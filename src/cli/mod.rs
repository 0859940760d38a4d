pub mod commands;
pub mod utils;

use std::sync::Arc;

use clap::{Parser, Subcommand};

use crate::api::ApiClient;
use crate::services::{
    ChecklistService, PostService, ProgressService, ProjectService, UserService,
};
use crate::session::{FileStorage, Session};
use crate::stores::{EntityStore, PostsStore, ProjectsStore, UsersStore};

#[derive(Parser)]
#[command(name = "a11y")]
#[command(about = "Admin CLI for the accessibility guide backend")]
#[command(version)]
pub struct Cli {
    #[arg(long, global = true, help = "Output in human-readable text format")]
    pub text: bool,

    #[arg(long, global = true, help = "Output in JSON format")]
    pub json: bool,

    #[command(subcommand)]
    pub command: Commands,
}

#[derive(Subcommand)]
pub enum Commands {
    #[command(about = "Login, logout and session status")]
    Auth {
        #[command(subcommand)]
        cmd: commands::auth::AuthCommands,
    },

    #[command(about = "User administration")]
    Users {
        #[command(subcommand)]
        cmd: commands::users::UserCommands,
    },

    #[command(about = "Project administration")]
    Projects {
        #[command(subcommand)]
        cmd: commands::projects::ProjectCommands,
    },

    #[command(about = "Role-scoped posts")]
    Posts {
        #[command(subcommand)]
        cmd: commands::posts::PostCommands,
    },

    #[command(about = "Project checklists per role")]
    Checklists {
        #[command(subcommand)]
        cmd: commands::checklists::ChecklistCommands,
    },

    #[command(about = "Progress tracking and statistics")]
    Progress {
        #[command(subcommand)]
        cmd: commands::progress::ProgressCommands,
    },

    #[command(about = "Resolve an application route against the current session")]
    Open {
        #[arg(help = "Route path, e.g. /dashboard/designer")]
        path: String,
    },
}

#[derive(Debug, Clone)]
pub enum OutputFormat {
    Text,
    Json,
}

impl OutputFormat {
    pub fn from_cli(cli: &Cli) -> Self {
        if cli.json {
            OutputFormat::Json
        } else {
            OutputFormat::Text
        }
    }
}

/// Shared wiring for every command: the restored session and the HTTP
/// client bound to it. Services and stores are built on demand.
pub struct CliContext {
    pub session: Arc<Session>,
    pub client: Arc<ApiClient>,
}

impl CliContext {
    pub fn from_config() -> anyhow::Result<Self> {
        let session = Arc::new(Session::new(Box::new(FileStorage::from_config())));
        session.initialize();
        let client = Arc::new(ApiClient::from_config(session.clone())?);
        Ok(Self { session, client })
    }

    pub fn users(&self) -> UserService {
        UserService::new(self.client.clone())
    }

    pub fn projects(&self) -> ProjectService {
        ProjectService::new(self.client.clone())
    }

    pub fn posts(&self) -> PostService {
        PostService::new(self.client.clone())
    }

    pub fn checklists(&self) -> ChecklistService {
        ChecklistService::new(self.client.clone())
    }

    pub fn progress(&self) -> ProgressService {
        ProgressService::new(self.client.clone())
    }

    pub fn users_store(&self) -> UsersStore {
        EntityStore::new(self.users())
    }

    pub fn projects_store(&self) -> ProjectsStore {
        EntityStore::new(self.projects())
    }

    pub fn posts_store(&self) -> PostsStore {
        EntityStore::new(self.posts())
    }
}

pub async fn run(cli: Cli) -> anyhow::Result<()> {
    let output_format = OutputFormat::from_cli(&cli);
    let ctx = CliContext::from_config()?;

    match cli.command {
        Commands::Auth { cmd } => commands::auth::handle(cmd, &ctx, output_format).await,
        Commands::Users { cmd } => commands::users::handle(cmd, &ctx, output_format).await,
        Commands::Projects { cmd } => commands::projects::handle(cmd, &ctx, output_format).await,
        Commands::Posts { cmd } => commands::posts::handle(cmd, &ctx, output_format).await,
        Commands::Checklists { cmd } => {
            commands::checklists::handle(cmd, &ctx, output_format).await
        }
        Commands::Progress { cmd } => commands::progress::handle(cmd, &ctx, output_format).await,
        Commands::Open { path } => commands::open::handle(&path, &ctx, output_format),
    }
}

--

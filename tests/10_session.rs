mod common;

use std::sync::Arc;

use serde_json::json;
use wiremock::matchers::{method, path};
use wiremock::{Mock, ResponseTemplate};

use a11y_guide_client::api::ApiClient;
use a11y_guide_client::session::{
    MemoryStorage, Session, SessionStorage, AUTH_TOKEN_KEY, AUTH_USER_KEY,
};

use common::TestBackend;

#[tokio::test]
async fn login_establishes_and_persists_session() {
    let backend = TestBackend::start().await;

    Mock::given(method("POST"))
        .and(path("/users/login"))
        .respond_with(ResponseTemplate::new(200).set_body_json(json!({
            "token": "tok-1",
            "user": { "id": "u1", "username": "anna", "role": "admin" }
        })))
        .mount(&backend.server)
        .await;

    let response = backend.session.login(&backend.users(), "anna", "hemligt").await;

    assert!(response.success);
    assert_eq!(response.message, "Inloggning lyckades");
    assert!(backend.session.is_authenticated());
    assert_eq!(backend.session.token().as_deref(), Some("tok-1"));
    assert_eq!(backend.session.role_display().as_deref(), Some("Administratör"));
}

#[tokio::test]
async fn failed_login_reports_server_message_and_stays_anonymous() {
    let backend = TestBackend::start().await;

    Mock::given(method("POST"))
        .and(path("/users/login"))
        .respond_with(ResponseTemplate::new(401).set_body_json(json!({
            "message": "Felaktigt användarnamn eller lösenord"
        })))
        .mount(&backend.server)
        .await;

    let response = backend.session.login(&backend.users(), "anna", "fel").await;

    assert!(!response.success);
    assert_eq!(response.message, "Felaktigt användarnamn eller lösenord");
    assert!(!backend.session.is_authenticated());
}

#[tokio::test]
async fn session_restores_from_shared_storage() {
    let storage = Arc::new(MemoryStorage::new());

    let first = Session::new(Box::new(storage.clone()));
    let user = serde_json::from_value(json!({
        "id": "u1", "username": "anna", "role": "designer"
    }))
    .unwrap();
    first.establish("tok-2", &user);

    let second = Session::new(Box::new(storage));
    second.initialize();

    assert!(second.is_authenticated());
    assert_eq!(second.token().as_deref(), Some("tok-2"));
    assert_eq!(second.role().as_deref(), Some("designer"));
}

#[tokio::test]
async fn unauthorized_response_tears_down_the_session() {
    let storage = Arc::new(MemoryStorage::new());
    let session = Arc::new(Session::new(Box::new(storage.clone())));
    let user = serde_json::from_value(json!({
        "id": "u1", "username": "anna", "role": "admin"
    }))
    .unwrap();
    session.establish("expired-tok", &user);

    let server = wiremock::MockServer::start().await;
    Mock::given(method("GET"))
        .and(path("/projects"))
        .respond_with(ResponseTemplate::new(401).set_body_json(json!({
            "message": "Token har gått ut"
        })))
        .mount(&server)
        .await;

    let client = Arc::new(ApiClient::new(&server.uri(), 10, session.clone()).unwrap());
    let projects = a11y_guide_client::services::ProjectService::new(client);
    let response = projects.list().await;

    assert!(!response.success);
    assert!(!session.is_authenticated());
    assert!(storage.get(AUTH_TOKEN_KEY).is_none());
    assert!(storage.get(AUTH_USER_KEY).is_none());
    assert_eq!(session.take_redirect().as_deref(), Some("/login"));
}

INSTRUCTIONS TO FOLLOW: In the material above, find the lines that contain "enum" and show them.

EXERCISE SOLUTION:
pub enum Commands {
pub enum OutputFormat {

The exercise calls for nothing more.